◆ **Instructions for the task**: In the records below, how many lines hold the word "floor"? Give only the number.

◆ **Input records**:
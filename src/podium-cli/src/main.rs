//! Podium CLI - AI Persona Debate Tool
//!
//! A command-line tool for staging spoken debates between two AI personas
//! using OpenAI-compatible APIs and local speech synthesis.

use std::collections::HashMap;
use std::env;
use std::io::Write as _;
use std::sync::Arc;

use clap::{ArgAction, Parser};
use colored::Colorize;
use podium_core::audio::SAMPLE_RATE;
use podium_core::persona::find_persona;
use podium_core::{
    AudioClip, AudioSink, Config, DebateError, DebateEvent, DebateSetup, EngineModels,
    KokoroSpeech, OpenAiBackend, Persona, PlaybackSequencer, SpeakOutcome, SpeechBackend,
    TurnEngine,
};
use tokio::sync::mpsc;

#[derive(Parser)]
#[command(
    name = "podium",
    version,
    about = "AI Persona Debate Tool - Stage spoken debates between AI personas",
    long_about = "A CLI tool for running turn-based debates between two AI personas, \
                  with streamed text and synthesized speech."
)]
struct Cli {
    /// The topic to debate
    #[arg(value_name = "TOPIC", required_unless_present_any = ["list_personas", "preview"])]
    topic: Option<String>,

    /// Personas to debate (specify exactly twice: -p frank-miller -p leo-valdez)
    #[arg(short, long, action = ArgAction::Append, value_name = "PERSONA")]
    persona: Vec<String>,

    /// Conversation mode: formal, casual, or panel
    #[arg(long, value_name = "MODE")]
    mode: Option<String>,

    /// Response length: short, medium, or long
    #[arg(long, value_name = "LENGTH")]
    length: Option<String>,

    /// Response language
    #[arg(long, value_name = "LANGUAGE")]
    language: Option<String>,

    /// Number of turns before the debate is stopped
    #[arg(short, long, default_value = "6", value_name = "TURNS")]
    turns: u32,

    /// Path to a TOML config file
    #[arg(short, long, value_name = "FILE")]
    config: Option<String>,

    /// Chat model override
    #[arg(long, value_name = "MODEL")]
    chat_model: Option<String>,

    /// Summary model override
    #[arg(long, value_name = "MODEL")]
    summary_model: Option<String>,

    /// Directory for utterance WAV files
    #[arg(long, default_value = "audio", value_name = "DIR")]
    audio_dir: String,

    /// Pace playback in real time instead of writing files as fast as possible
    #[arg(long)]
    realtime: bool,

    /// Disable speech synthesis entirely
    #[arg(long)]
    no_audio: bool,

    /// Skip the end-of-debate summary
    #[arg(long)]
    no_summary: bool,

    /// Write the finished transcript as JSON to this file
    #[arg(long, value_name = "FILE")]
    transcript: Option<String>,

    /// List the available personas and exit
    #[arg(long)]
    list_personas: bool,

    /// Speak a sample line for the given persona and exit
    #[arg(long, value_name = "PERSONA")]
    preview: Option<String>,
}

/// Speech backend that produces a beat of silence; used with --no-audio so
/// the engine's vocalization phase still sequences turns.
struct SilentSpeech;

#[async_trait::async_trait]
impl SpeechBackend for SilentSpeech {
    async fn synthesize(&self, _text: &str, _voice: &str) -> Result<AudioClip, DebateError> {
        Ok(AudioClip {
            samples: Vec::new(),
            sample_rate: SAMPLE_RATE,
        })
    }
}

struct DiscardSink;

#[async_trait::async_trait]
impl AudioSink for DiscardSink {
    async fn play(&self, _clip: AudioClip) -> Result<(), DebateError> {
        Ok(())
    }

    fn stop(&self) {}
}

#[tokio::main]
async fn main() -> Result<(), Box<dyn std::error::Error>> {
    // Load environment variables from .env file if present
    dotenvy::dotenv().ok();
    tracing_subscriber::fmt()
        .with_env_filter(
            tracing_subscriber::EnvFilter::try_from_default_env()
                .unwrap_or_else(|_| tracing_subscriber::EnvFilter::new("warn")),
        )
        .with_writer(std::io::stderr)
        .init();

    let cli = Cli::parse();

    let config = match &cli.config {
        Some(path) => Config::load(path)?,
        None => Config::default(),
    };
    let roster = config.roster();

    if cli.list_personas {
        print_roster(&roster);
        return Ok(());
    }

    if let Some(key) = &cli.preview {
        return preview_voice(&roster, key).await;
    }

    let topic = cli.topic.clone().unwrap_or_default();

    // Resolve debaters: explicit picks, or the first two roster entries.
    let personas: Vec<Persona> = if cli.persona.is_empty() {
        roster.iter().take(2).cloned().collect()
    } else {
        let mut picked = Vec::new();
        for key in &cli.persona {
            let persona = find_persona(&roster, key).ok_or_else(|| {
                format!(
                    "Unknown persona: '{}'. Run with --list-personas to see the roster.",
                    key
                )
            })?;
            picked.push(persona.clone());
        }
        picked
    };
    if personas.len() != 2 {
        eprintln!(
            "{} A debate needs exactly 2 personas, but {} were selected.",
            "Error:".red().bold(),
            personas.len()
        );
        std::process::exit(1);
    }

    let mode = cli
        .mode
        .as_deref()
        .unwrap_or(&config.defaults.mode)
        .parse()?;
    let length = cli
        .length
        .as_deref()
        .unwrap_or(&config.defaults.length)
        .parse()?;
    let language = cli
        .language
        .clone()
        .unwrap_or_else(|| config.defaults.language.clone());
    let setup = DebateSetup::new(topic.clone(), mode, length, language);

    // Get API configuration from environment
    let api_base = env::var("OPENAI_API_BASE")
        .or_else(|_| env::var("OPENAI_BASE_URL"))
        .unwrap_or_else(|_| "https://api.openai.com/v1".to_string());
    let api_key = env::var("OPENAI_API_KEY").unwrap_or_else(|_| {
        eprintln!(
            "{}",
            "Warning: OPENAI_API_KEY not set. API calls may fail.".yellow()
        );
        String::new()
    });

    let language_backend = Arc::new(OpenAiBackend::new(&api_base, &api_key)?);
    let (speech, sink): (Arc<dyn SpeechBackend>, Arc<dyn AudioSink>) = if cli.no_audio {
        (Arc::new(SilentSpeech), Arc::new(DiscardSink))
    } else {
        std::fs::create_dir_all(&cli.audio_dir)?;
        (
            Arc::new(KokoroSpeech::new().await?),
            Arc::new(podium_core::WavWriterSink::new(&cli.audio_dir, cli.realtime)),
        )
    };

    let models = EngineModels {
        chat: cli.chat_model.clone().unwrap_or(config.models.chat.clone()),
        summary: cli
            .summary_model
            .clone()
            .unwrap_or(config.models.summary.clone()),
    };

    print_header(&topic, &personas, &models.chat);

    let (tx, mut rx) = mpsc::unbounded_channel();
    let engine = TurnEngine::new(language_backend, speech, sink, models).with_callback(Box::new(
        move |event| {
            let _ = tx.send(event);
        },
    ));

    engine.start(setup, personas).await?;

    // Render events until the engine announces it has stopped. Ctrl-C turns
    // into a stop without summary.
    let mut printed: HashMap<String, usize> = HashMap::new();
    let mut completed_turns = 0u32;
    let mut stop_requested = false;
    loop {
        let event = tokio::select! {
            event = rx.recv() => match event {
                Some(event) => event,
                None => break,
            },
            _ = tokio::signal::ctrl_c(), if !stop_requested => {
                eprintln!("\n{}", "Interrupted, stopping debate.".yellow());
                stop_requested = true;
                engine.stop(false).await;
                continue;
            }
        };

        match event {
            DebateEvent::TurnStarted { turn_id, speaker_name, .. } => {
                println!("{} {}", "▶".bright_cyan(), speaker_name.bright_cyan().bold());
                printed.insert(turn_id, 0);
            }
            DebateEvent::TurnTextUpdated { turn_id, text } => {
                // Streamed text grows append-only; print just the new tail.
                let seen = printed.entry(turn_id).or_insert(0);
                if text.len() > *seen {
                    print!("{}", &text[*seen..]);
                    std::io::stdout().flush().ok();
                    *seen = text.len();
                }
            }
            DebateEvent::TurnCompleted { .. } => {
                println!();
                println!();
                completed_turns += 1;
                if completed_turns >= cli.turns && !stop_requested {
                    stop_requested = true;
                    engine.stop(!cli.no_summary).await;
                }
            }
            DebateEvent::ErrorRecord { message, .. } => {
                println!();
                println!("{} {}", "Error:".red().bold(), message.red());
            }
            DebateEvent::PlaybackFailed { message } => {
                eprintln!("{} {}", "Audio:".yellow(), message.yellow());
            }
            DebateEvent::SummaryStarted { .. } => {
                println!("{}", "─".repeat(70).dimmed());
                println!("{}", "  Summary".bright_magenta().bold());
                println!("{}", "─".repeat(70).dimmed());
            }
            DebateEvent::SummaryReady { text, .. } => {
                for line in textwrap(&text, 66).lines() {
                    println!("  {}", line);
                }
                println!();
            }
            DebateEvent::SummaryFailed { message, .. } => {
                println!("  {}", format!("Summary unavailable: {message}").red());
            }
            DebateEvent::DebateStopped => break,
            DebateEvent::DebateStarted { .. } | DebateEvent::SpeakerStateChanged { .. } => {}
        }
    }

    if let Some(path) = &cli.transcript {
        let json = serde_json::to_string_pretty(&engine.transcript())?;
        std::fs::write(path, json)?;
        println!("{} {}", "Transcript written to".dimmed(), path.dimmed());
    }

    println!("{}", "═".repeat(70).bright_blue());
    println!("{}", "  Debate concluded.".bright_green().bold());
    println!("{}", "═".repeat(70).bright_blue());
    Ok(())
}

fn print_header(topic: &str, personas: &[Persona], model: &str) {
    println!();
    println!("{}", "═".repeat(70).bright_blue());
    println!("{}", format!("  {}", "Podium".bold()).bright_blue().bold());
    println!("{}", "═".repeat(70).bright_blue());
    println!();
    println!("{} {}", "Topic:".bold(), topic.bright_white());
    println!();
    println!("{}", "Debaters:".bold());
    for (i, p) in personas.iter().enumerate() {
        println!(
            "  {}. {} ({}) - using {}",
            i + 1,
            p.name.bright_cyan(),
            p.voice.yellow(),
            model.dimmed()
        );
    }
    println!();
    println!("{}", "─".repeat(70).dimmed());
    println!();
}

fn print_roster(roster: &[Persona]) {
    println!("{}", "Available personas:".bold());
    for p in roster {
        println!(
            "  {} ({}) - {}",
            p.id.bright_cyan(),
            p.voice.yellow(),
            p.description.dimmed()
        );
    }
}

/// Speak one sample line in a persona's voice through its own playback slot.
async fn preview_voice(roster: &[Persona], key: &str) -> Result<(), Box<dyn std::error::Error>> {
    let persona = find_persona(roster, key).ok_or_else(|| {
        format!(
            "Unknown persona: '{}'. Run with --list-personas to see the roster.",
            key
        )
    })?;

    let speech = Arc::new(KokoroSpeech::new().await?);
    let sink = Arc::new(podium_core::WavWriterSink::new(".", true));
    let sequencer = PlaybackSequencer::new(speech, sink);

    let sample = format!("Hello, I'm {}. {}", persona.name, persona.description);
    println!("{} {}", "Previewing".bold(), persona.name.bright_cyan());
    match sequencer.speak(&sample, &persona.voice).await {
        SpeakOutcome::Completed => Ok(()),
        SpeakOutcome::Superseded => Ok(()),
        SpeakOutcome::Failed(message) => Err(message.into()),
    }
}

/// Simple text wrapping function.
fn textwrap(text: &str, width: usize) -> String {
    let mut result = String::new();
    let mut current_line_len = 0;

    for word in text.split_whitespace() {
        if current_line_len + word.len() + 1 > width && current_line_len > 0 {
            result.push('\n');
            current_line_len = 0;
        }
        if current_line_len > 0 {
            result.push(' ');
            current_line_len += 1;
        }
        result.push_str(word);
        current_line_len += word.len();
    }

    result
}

--

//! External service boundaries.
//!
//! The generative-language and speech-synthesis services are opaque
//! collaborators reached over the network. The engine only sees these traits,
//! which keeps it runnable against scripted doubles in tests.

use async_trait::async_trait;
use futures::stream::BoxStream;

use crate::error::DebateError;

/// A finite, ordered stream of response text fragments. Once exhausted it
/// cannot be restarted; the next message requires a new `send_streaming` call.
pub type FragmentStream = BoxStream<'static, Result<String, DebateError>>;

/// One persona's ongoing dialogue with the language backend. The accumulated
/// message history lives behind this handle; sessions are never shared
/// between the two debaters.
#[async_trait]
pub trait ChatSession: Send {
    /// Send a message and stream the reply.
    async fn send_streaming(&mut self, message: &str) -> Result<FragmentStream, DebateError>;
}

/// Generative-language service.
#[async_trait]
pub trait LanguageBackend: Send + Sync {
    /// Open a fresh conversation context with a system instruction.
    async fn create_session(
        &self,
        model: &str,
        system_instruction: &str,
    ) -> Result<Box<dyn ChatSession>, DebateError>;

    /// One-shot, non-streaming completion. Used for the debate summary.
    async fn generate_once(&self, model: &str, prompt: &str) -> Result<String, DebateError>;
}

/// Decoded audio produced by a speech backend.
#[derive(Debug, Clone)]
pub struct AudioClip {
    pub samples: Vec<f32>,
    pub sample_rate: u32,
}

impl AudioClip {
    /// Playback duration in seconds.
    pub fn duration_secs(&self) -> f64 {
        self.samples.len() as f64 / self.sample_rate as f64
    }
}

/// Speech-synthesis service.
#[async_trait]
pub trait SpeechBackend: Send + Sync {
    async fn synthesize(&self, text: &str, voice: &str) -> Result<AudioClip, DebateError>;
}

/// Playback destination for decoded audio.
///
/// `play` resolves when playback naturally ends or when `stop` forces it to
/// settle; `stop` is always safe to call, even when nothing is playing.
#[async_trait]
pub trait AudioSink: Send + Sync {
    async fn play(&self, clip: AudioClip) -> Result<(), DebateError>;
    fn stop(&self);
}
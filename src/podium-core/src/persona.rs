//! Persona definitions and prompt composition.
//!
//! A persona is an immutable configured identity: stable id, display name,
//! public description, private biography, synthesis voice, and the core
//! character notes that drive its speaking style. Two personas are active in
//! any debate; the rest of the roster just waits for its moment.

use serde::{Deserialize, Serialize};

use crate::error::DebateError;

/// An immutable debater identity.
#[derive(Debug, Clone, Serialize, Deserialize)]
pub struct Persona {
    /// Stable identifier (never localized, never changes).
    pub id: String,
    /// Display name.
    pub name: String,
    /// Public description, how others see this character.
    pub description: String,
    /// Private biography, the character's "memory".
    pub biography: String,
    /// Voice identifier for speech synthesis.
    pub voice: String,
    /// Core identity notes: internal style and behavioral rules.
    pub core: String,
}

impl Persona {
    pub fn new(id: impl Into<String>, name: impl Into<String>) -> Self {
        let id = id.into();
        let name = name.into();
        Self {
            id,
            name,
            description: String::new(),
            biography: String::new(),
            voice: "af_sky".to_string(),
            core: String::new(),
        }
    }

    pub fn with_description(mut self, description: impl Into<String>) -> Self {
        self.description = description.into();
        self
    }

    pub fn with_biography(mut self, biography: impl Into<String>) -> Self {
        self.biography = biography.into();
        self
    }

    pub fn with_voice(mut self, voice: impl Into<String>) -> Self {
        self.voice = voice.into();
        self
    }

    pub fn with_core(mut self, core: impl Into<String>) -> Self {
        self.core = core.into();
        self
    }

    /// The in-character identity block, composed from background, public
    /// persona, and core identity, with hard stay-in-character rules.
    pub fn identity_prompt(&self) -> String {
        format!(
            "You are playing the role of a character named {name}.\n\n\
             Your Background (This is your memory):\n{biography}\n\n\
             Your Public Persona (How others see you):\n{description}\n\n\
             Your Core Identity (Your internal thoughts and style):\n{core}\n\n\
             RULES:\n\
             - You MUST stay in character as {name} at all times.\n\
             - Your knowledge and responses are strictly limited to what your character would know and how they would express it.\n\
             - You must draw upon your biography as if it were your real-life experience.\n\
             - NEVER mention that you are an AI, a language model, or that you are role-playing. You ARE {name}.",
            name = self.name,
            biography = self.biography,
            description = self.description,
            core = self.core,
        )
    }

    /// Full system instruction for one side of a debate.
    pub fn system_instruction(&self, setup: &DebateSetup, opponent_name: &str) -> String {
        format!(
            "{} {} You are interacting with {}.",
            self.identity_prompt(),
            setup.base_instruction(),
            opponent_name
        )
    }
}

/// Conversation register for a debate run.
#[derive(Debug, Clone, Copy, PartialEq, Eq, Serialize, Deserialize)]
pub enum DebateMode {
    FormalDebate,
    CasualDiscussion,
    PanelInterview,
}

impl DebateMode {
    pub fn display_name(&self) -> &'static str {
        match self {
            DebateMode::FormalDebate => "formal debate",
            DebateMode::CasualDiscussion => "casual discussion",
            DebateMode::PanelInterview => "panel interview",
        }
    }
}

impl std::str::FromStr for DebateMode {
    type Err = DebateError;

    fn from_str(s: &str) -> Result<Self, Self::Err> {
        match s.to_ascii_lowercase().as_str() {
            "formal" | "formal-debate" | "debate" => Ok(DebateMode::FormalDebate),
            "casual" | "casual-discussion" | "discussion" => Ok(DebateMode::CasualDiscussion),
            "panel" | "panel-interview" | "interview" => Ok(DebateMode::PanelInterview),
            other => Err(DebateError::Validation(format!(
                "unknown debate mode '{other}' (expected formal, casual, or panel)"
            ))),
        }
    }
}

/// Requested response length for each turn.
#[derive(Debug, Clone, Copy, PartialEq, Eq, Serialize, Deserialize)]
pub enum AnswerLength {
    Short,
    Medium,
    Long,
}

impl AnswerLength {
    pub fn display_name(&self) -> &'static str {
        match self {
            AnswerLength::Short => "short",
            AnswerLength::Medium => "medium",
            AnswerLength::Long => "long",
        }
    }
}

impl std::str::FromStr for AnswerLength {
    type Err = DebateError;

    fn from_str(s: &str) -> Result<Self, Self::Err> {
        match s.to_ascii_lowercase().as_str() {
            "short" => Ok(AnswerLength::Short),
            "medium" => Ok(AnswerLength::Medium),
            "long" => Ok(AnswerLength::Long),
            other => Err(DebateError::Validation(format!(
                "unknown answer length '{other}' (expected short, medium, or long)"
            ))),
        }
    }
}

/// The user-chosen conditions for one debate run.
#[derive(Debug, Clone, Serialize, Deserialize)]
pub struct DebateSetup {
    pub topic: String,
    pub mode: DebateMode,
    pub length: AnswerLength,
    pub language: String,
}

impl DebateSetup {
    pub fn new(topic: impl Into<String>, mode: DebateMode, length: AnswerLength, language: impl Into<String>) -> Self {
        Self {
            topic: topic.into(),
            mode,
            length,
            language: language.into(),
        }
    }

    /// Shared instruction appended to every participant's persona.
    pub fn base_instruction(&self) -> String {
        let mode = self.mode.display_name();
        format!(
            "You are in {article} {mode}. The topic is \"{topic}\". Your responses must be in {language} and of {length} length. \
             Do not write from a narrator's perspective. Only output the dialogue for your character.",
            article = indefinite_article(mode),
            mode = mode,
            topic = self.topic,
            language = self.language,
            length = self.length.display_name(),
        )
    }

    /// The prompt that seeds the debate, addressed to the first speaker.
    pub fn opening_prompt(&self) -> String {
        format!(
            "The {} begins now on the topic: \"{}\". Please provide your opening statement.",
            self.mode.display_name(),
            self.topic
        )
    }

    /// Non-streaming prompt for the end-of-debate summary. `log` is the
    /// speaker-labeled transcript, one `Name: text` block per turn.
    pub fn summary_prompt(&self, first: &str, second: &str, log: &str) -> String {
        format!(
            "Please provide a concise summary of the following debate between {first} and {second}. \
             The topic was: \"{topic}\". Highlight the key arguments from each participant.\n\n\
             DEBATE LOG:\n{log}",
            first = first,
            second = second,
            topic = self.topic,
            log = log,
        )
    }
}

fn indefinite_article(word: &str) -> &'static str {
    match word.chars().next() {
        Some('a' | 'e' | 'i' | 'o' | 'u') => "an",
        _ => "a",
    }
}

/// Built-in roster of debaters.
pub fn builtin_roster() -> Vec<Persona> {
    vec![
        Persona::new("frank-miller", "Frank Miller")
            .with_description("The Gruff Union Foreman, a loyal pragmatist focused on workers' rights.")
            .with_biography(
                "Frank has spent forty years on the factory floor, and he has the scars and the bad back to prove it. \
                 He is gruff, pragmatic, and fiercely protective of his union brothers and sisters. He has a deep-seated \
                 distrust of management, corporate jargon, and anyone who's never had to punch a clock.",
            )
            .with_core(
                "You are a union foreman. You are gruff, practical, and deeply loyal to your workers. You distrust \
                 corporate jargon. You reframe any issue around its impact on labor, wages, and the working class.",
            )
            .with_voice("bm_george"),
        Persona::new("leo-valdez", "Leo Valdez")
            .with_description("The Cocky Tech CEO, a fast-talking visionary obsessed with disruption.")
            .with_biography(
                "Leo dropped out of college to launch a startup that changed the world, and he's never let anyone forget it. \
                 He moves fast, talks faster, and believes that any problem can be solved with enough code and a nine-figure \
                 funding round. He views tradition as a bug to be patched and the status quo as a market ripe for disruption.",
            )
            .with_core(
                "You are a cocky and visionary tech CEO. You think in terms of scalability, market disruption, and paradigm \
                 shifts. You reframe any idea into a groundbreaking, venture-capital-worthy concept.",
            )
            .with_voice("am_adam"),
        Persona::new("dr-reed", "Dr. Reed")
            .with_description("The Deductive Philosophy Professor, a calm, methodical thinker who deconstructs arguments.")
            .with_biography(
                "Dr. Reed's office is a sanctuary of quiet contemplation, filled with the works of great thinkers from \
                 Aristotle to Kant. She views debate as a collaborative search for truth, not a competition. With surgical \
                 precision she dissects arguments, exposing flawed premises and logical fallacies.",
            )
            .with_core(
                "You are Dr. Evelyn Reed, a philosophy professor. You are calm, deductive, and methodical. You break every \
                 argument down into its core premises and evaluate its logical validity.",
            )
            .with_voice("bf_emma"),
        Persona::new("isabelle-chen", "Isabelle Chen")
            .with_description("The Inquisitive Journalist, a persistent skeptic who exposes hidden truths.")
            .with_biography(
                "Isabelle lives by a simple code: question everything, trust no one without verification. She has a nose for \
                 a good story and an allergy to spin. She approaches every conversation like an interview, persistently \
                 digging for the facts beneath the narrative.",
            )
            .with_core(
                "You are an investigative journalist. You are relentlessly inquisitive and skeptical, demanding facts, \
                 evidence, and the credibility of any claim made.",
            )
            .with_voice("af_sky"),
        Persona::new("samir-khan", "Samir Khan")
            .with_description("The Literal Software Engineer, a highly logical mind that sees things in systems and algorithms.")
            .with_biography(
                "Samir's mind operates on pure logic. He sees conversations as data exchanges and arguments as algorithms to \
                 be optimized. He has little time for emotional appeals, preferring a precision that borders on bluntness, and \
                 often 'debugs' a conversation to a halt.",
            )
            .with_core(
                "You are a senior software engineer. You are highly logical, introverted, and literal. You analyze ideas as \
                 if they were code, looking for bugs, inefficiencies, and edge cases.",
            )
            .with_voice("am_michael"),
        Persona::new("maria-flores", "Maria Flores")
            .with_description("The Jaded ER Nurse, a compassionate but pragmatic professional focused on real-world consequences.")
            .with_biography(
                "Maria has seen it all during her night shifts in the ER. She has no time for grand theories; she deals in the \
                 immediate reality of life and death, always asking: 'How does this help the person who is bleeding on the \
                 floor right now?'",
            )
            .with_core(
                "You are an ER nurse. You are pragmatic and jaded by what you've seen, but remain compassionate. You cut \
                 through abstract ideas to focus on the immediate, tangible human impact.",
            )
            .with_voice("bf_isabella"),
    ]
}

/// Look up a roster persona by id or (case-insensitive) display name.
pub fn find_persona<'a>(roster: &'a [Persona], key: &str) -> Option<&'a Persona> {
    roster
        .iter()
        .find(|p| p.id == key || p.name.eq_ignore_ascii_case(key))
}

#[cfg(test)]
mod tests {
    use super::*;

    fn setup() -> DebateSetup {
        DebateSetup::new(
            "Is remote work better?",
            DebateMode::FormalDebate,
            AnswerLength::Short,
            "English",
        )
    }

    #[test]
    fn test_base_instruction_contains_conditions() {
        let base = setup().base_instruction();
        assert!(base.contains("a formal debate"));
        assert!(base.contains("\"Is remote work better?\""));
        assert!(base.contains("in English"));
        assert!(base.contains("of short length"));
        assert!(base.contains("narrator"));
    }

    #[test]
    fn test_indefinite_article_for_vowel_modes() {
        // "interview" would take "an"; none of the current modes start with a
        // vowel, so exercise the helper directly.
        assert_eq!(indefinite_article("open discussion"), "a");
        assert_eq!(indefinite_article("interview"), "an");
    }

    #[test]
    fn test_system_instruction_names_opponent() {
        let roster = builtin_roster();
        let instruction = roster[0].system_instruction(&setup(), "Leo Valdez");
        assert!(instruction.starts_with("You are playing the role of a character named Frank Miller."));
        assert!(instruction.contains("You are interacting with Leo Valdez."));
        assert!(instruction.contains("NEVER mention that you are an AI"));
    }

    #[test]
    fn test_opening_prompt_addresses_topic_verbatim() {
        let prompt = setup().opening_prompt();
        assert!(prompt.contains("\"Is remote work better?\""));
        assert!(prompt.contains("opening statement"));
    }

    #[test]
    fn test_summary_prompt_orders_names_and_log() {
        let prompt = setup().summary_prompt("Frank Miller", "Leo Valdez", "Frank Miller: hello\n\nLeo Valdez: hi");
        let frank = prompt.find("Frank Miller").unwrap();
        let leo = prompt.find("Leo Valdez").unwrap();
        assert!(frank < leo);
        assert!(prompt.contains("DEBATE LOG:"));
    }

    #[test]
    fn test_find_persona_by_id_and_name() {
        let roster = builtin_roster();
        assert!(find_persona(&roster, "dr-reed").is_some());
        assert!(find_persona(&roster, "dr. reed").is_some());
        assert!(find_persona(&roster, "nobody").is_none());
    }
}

◆ **Result for this task**: 2